Forum Discussion
mrkoje
May 18, 2016Explorer
kellertx5er wrote:mrkoje wrote:
I don't have a tankless in my trailer but I do have one in my house. We have a recirculating pump that is also installed. What this does is take the water that is already in the lines and recirculates it back through the heater. It will do this until the water in the lines is hot thus minimizing the amount of water that is wasted. You might be able to integrate something like this if you are installing or thinking about installing a tankless system.
So what is actually happening is you are using the hot water supply and return lines to store heated water. Isn't that what the tank on a conventional water heater does? Plus I would argue that a water heater tank has better insulation than the piping does. Add in the energy used by the circulating pump and it sounds like a tough argument for the energy 'savings' of the tankless. Hot water quicker, yes. Less energy? don't think so.
I am aware the subject at hand is WATER savings not energy savings, but true conservation does not waste one commodity in the course of saving another.

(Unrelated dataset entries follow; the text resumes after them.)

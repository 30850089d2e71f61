use std::collections::{HashMap, HashSet};
use std::sync::{PoisonError, RwLock, RwLockReadGuard, RwLockWriteGuard};
use std::time::Duration;

use log::{debug, info};
use uuid::Uuid;

use super::proxy::{Proxy, ProxyError, ProxyHealth, ProxyProbe};

pub type ProxyCallback = Box<dyn Fn(&Proxy) + Send + Sync>;

#[derive(Default)]
struct ProxyState {
    proxies: HashMap<Uuid, Proxy>,
    health: HashMap<Uuid, ProxyHealth>,
    retiring: HashSet<Uuid>,
}

/// Owns every known proxy and its health. Lock guards never outlive a method
/// call, so probes and callbacks always run unlocked.
pub struct ProxyRegistry {
    state: RwLock<ProxyState>,
    probe: Box<dyn ProxyProbe + Send + Sync>,
    on_added: Option<ProxyCallback>,
    on_removed: Option<ProxyCallback>,
}

impl ProxyRegistry {
    pub fn new(probe: Box<dyn ProxyProbe + Send + Sync>) -> Self {
        Self {
            state: RwLock::new(ProxyState::default()),
            probe,
            on_added: None,
            on_removed: None,
        }
    }

    pub fn with_added_callback(mut self, callback: ProxyCallback) -> Self {
        self.on_added = Some(callback);
        self
    }

    pub fn with_removed_callback(mut self, callback: ProxyCallback) -> Self {
        self.on_removed = Some(callback);
        self
    }

    pub fn add(&self, uri: &str) -> Result<Proxy, ProxyError> {
        let proxy = Proxy::parse(uri)?;
        {
            let mut state = self.write();
            state.proxies.insert(proxy.id, proxy.clone());
            state.health.insert(proxy.id, ProxyHealth::default());
        }
        info!("Added proxy: {proxy}");
        if let Some(callback) = &self.on_added {
            callback(&proxy);
        }
        Ok(proxy)
    }

    /// Deletes the proxy and its health record. Instances routed through the
    /// proxy are left untouched.
    pub fn remove(&self, id: &Uuid) -> Result<Proxy, ProxyError> {
        let proxy = {
            let mut state = self.write();
            let proxy = state.proxies.remove(id).ok_or(ProxyError::NotFound(*id))?;
            state.health.remove(id);
            state.retiring.remove(id);
            proxy
        };
        info!("Removed proxy: {proxy}");
        if let Some(callback) = &self.on_removed {
            callback(&proxy);
        }
        Ok(proxy)
    }

    pub fn get(&self, id: &Uuid) -> Result<Proxy, ProxyError> {
        self.read()
            .proxies
            .get(id)
            .cloned()
            .ok_or(ProxyError::NotFound(*id))
    }

    /// Like [`ProxyRegistry::get`] but proxies scheduled for removal are hidden.
    pub fn get_active(&self, id: &Uuid) -> Result<Proxy, ProxyError> {
        let state = self.read();
        Self::active_proxy(&state, id).cloned()
    }

    pub fn is_active(&self, id: &Uuid) -> bool {
        let state = self.read();
        Self::active_proxy(&state, id).is_ok()
    }

    /// Runs `operation` while the proxy is guaranteed to stay active. Used to
    /// commit state that references the proxy.
    pub fn with_active<T>(
        &self,
        id: &Uuid,
        operation: impl FnOnce(&Proxy) -> T,
    ) -> Result<T, ProxyError> {
        let state = self.read();
        let proxy = Self::active_proxy(&state, id)?;
        Ok(operation(proxy))
    }

    /// Marks the proxy for removal. Only the first caller succeeds, everyone
    /// else observes `NotFound`.
    pub fn retire(&self, id: &Uuid) -> Result<Proxy, ProxyError> {
        let mut state = self.write();
        let proxy = Self::active_proxy(&state, id)?.clone();
        state.retiring.insert(*id);
        debug!("Proxy {proxy} is retiring.");
        Ok(proxy)
    }

    pub fn health(&self, id: &Uuid) -> Result<ProxyHealth, ProxyError> {
        self.read()
            .health
            .get(id)
            .cloned()
            .ok_or(ProxyError::NotFound(*id))
    }

    pub fn list(&self) -> Vec<(Proxy, ProxyHealth)> {
        let state = self.read();
        let mut proxies: Vec<(Proxy, ProxyHealth)> = state
            .proxies
            .values()
            .map(|proxy| {
                (
                    proxy.clone(),
                    state.health.get(&proxy.id).cloned().unwrap_or_default(),
                )
            })
            .collect();
        proxies.sort_by(|(left, _), (right, _)| {
            (&left.host, left.port, left.id).cmp(&(&right.host, right.port, right.id))
        });
        proxies
    }

    pub async fn test_connectivity(&self, proxy: &Proxy) -> Result<Duration, ProxyError> {
        self.probe.test_connectivity(proxy).await
    }

    /// Probes the proxy and stores the resulting health. The probe runs without
    /// holding the lock; a proxy removed meanwhile yields `NotFound`.
    pub async fn validate(&self, id: &Uuid) -> Result<ProxyHealth, ProxyError> {
        let proxy = self.get(id)?;
        let probe_result = self.probe.test_connectivity(&proxy).await;
        let health = match &probe_result {
            Ok(latency) => ProxyHealth::healthy(*latency),
            Err(err) => ProxyHealth::unhealthy(err),
        };
        {
            let mut state = self.write();
            if !state.proxies.contains_key(id) {
                return Err(ProxyError::NotFound(*id));
            }
            state.health.insert(*id, health.clone());
        }
        debug!("Proxy {proxy} health: {:?}", health.status);
        probe_result.map(|_| health)
    }

    fn active_proxy<'a>(state: &'a ProxyState, id: &Uuid) -> Result<&'a Proxy, ProxyError> {
        match state.proxies.get(id) {
            Some(proxy) if !state.retiring.contains(id) => Ok(proxy),
            _ => Err(ProxyError::NotFound(*id)),
        }
    }

    fn read(&self) -> RwLockReadGuard<'_, ProxyState> {
        self.state.read().unwrap_or_else(PoisonError::into_inner)
    }

    fn write(&self) -> RwLockWriteGuard<'_, ProxyState> {
        self.state.write().unwrap_or_else(PoisonError::into_inner)
    }
}

#[cfg(test)]
mod test {
    use std::sync::{
        atomic::{AtomicBool, AtomicUsize, Ordering},
        Arc,
    };
    use std::time::Duration;

    use uuid::Uuid;

    use super::ProxyRegistry;
    use crate::managers::proxy::{HealthStatus, ProxyError};
    use crate::utils::test_utilities::{create_example_proxy_uri, MockProxyProbe};

    #[test]
    fn add_and_get() {
        let registry = create_registry(None);
        let proxy = registry.add(create_example_proxy_uri()).unwrap();
        assert_eq!(registry.get(&proxy.id), Ok(proxy.clone()));
        assert_eq!(
            registry.health(&proxy.id).unwrap().status,
            HealthStatus::Unknown
        );
        assert_eq!(registry.list().len(), 1);
    }

    #[test]
    fn add_rejects_malformed_uri() {
        let registry = create_registry(None);
        assert!(matches!(
            registry.add("nonsense"),
            Err(ProxyError::InvalidFormat { .. })
        ));
        assert!(registry.list().is_empty());
    }

    #[test]
    fn remove_deletes_proxy_and_health() {
        let registry = create_registry(None);
        let proxy = registry.add(create_example_proxy_uri()).unwrap();
        assert_eq!(registry.remove(&proxy.id), Ok(proxy.clone()));
        assert_eq!(registry.get(&proxy.id), Err(ProxyError::NotFound(proxy.id)));
        assert_eq!(
            registry.health(&proxy.id),
            Err(ProxyError::NotFound(proxy.id))
        );
    }

    #[test]
    fn remove_unknown_proxy() {
        let registry = create_registry(None);
        let id = Uuid::new_v4();
        assert_eq!(registry.remove(&id), Err(ProxyError::NotFound(id)));
    }

    #[test]
    fn callbacks_are_invoked() {
        let added = Arc::new(AtomicUsize::new(0));
        let removed = Arc::new(AtomicUsize::new(0));
        let added_counter = added.clone();
        let removed_counter = removed.clone();
        let registry = create_registry(None)
            .with_added_callback(Box::new(move |_| {
                added_counter.fetch_add(1, Ordering::SeqCst);
            }))
            .with_removed_callback(Box::new(move |_| {
                removed_counter.fetch_add(1, Ordering::SeqCst);
            }));

        let proxy = registry.add(create_example_proxy_uri()).unwrap();
        registry.remove(&proxy.id).unwrap();
        let _ = registry.remove(&proxy.id);

        assert_eq!(added.load(Ordering::SeqCst), 1);
        assert_eq!(removed.load(Ordering::SeqCst), 1);
    }

    #[test]
    fn retire_is_granted_once() {
        let registry = create_registry(None);
        let proxy = registry.add(create_example_proxy_uri()).unwrap();

        assert_eq!(registry.retire(&proxy.id), Ok(proxy.clone()));
        assert_eq!(
            registry.retire(&proxy.id),
            Err(ProxyError::NotFound(proxy.id))
        );
        assert_eq!(
            registry.get_active(&proxy.id),
            Err(ProxyError::NotFound(proxy.id))
        );
        assert!(!registry.is_active(&proxy.id));
        assert_eq!(registry.get(&proxy.id), Ok(proxy));
    }

    #[test]
    fn with_active_refuses_retiring_proxy() {
        let registry = create_registry(None);
        let proxy = registry.add(create_example_proxy_uri()).unwrap();
        assert_eq!(registry.with_active(&proxy.id, |proxy| proxy.port), Ok(1080));
        registry.retire(&proxy.id).unwrap();
        assert_eq!(
            registry.with_active(&proxy.id, |proxy| proxy.port),
            Err(ProxyError::NotFound(proxy.id))
        );
    }

    #[tokio::test]
    async fn validate_records_healthy_probe() {
        let mut probe = MockProxyProbe::new();
        probe
            .expect_test_connectivity()
            .returning(|_| Ok(Duration::from_millis(42)));
        let registry = create_registry(Some(probe));
        let proxy = registry.add(create_example_proxy_uri()).unwrap();

        let health = registry.validate(&proxy.id).await.unwrap();

        assert_eq!(health.status, HealthStatus::Healthy);
        assert_eq!(health.latency, Some(Duration::from_millis(42)));
        assert!(health.checked_at.is_some());
        assert_eq!(registry.health(&proxy.id), Ok(health));
    }

    #[tokio::test]
    async fn validate_records_failed_probe() {
        let mut probe = MockProxyProbe::new();
        probe
            .expect_test_connectivity()
            .returning(|_| Err(ProxyError::ConnectFailed(String::from("refused"))));
        let registry = create_registry(Some(probe));
        let proxy = registry.add(create_example_proxy_uri()).unwrap();

        assert_eq!(
            registry.validate(&proxy.id).await,
            Err(ProxyError::ConnectFailed(String::from("refused")))
        );
        let health = registry.health(&proxy.id).unwrap();
        assert_eq!(health.status, HealthStatus::Unhealthy);
        assert_eq!(
            health.last_error,
            Some(ProxyError::ConnectFailed(String::from("refused")).to_string())
        );
    }

    #[tokio::test]
    async fn validate_unknown_proxy_does_not_probe() {
        let mut probe = MockProxyProbe::new();
        probe.expect_test_connectivity().never();
        let registry = create_registry(Some(probe));
        let id = Uuid::new_v4();
        assert_eq!(registry.validate(&id).await, Err(ProxyError::NotFound(id)));
    }

    #[test]
    fn list_and_get_do_not_probe() {
        let mut probe = MockProxyProbe::new();
        probe.expect_test_connectivity().never();
        let registry = create_registry(Some(probe));
        let proxy = registry.add(create_example_proxy_uri()).unwrap();
        let _ = registry.get(&proxy.id);
        let _ = registry.list();
    }

    #[test]
    fn list_stays_consistent_under_concurrent_writers() {
        const WRITERS: usize = 4;
        const ROUNDS: usize = 200;
        let added = Arc::new(AtomicUsize::new(0));
        let removed = Arc::new(AtomicUsize::new(0));
        let (on_added, on_removed) = (added.clone(), removed.clone());
        let registry = Arc::new(
            create_registry(None)
                .with_added_callback(Box::new(move |_| {
                    on_added.fetch_add(1, Ordering::SeqCst);
                }))
                .with_removed_callback(Box::new(move |_| {
                    on_removed.fetch_add(1, Ordering::SeqCst);
                })),
        );
        let done = Arc::new(AtomicBool::new(false));

        let readers: Vec<_> = (0..WRITERS)
            .map(|_| {
                let (registry, done) = (registry.clone(), done.clone());
                std::thread::spawn(move || {
                    while !done.load(Ordering::Acquire) {
                        let listed = registry.list();
                        assert!(listed.len() <= WRITERS);
                        assert!(listed
                            .iter()
                            .all(|(proxy, health)| health.status == HealthStatus::Unknown
                                && proxy.host == "1.2.3.4"));
                    }
                })
            })
            .collect();

        let writers: Vec<_> = (0..WRITERS)
            .map(|_| {
                let registry = registry.clone();
                std::thread::spawn(move || {
                    for _ in 0..ROUNDS {
                        let proxy = registry.add(create_example_proxy_uri()).unwrap();
                        assert!(registry.health(&proxy.id).is_ok());
                        assert!(registry.list().iter().any(|(listed, _)| listed.id == proxy.id));
                        assert_eq!(registry.remove(&proxy.id), Ok(proxy.clone()));
                        assert_eq!(registry.health(&proxy.id), Err(ProxyError::NotFound(proxy.id)));
                        assert!(registry.list().iter().all(|(listed, _)| listed.id != proxy.id));
                    }
                })
            })
            .collect();

        for writer in writers {
            writer.join().unwrap();
        }
        done.store(true, Ordering::Release);
        for reader in readers {
            reader.join().unwrap();
        }
        assert!(registry.list().is_empty());
        assert_eq!(added.load(Ordering::SeqCst), WRITERS * ROUNDS);
        assert_eq!(removed.load(Ordering::SeqCst), WRITERS * ROUNDS);
    }

    fn create_registry(probe: Option<MockProxyProbe>) -> ProxyRegistry {
        ProxyRegistry::new(Box::new(probe.unwrap_or_default()))
    }
}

I don't know about other recirculation systems but my residential install has a button I can push which activates the pump. All it does is recirculate what is in the lines back through the heater for a "second pass" type of deal. Keep in mind that during this time there is no water being used or sent down the drain wasted. II don't know enough about the tankless systems to argue that there is energy savings but I would imagine there would be potential for that over a traditional tank heater. The tankless is only using energy when you actually need it vs the tank constantly using energy to maintain a temperature across 50-100 gallons.